Assignment —
Return only the number of lines in the data below where the word "when" appears.

Entries supplied —

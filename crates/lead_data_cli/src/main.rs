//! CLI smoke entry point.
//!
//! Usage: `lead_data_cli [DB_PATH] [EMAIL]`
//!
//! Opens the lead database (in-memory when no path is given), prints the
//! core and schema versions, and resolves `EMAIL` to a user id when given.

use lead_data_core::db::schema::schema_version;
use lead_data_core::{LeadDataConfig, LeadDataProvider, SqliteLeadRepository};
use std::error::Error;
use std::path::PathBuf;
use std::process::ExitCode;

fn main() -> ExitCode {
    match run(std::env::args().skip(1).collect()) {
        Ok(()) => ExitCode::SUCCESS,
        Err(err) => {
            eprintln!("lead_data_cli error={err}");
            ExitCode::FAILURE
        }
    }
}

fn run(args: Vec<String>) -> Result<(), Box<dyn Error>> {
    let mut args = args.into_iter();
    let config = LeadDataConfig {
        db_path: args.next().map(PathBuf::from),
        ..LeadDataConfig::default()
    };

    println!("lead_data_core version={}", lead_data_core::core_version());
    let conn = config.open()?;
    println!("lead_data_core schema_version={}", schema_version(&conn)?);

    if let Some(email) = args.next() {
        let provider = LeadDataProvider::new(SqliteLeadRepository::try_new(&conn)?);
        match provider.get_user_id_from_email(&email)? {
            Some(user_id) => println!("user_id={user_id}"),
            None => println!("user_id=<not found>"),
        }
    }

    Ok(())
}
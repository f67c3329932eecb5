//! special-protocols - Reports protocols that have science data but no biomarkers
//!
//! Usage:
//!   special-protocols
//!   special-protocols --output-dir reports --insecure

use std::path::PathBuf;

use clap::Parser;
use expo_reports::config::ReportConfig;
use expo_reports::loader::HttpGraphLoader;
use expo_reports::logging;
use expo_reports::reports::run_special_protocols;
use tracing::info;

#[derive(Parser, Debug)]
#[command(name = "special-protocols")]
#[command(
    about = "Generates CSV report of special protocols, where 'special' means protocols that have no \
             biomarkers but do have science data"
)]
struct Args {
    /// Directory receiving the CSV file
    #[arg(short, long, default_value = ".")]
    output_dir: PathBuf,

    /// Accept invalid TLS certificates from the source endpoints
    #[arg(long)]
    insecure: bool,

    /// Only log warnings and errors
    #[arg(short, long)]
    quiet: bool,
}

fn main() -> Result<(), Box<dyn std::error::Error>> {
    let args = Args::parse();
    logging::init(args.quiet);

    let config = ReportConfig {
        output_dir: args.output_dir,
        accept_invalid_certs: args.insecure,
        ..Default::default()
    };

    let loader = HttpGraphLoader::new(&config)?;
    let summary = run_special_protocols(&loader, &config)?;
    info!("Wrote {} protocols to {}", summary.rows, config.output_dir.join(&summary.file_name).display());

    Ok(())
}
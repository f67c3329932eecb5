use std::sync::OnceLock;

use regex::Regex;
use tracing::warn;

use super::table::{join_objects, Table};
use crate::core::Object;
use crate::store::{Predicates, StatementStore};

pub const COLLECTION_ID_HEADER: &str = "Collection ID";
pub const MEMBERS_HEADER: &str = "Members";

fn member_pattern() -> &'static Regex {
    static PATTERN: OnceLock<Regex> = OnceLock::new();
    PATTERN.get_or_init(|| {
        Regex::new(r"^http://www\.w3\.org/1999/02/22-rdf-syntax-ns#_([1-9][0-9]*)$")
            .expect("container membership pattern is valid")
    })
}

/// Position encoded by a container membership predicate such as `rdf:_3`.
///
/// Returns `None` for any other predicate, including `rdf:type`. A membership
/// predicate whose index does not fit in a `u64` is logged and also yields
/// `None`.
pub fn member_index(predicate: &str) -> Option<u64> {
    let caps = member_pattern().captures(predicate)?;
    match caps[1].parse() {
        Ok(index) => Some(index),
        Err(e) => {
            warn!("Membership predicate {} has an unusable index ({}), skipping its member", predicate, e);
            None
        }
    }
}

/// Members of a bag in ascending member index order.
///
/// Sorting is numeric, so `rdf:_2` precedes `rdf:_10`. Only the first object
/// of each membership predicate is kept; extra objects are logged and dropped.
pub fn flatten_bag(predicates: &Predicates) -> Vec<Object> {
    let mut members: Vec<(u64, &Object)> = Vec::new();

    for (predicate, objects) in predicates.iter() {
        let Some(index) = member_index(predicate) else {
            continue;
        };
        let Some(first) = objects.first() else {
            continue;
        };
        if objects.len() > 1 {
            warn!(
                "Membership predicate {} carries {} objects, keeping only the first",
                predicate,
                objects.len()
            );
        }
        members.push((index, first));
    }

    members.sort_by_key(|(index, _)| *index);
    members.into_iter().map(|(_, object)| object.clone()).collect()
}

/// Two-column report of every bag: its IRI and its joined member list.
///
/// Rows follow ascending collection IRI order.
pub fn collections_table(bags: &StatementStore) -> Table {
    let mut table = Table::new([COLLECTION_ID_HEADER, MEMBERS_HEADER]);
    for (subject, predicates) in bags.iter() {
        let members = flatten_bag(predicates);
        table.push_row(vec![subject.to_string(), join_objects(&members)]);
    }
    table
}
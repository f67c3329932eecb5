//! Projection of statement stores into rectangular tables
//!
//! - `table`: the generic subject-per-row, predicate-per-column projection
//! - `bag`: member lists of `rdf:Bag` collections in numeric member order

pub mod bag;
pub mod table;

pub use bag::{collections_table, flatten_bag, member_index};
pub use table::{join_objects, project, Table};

Response to the exercise —
2